» PROMPT: When you find the word "PathBuf" in a line of the entries, please copy the whole line.

» Stored items:
=====
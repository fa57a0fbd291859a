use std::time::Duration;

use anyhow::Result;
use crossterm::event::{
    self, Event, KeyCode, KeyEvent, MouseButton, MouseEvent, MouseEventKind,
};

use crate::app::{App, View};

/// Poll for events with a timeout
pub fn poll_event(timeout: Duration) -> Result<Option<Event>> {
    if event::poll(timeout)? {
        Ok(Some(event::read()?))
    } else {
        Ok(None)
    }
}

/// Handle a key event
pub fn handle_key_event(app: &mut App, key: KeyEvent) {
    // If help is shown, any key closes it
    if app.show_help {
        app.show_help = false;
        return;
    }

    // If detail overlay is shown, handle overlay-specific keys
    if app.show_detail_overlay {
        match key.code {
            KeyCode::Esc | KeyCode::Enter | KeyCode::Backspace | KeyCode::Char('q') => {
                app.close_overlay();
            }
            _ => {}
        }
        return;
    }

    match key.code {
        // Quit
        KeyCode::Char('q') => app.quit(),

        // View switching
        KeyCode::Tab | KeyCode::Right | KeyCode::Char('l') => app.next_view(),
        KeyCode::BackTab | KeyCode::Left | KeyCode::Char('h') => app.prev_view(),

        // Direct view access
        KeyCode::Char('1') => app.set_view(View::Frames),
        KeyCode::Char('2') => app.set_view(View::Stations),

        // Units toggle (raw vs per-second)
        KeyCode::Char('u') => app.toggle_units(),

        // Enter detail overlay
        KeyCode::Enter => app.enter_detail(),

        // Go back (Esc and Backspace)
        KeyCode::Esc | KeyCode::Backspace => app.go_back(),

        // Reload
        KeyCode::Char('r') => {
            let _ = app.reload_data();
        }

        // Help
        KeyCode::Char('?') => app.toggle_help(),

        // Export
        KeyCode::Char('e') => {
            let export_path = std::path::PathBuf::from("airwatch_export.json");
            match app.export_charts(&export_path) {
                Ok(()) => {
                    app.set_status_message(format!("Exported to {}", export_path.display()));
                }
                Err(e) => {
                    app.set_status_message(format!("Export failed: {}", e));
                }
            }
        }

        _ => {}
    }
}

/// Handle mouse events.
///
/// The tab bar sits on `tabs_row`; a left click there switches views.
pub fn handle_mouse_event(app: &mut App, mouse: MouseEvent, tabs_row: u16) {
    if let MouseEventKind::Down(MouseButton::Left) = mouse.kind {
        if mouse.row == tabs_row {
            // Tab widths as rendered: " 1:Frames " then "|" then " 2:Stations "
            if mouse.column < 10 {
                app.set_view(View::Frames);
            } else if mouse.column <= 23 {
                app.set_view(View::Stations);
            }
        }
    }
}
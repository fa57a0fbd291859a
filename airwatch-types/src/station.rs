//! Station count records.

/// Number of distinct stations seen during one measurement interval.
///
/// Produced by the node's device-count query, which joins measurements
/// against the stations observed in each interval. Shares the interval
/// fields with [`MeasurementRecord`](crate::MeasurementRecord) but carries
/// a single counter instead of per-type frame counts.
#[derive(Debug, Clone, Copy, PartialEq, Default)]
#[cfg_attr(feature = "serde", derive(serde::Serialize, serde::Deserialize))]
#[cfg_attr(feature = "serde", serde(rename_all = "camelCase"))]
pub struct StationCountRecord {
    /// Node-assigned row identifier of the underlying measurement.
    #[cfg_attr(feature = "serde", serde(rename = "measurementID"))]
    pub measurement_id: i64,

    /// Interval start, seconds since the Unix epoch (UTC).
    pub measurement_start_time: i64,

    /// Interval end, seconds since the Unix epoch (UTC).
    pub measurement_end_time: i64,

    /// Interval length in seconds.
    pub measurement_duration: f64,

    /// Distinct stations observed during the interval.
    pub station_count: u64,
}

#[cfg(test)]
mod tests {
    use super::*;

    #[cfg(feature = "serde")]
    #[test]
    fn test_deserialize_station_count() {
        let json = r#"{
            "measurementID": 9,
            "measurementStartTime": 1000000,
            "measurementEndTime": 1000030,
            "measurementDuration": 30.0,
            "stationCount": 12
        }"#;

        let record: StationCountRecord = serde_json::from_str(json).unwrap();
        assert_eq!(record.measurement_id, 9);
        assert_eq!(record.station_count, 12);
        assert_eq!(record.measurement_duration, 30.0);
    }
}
=====
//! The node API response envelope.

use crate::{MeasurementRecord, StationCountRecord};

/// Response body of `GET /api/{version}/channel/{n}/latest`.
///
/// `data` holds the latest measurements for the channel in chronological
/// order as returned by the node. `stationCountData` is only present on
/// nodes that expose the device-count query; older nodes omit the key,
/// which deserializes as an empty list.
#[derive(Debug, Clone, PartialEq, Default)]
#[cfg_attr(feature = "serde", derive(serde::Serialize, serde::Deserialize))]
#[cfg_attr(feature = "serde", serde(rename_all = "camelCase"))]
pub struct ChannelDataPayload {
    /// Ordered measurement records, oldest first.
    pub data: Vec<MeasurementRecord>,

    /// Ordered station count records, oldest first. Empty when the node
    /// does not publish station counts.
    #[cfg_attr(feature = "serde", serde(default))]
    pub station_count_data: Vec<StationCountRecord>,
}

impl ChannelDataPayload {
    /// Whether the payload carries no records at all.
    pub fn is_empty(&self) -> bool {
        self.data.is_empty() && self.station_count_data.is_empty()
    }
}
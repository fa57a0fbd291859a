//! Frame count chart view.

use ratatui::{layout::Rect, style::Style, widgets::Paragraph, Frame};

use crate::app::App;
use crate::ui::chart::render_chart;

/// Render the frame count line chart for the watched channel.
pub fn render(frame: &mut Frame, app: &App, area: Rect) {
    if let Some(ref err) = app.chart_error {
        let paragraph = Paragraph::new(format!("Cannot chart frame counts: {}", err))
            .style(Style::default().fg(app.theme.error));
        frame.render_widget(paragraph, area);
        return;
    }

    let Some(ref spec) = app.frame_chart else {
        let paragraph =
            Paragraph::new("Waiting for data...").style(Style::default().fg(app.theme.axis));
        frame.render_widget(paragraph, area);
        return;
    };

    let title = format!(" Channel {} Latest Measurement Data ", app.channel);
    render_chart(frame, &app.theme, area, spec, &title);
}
=====
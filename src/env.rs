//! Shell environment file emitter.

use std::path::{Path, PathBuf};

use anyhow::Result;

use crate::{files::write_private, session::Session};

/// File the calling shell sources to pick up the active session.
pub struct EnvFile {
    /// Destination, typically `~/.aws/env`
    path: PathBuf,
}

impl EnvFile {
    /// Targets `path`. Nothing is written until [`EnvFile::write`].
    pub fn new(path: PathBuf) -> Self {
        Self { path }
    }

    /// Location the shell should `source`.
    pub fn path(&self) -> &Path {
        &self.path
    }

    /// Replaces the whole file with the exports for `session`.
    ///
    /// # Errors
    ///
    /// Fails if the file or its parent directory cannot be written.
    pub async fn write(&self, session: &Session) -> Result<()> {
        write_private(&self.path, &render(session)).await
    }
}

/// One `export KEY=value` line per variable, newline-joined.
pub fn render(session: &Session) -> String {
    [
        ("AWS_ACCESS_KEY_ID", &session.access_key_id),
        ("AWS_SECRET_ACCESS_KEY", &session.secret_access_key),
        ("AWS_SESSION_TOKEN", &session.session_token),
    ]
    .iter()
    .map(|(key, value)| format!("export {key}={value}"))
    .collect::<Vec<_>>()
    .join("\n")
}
=====
» RESPONSE:
            let export_path = std::path::PathBuf::from("airwatch_export.json");
use std::path::{Path, PathBuf};
    path: PathBuf,
    pub fn new(path: PathBuf) -> Self {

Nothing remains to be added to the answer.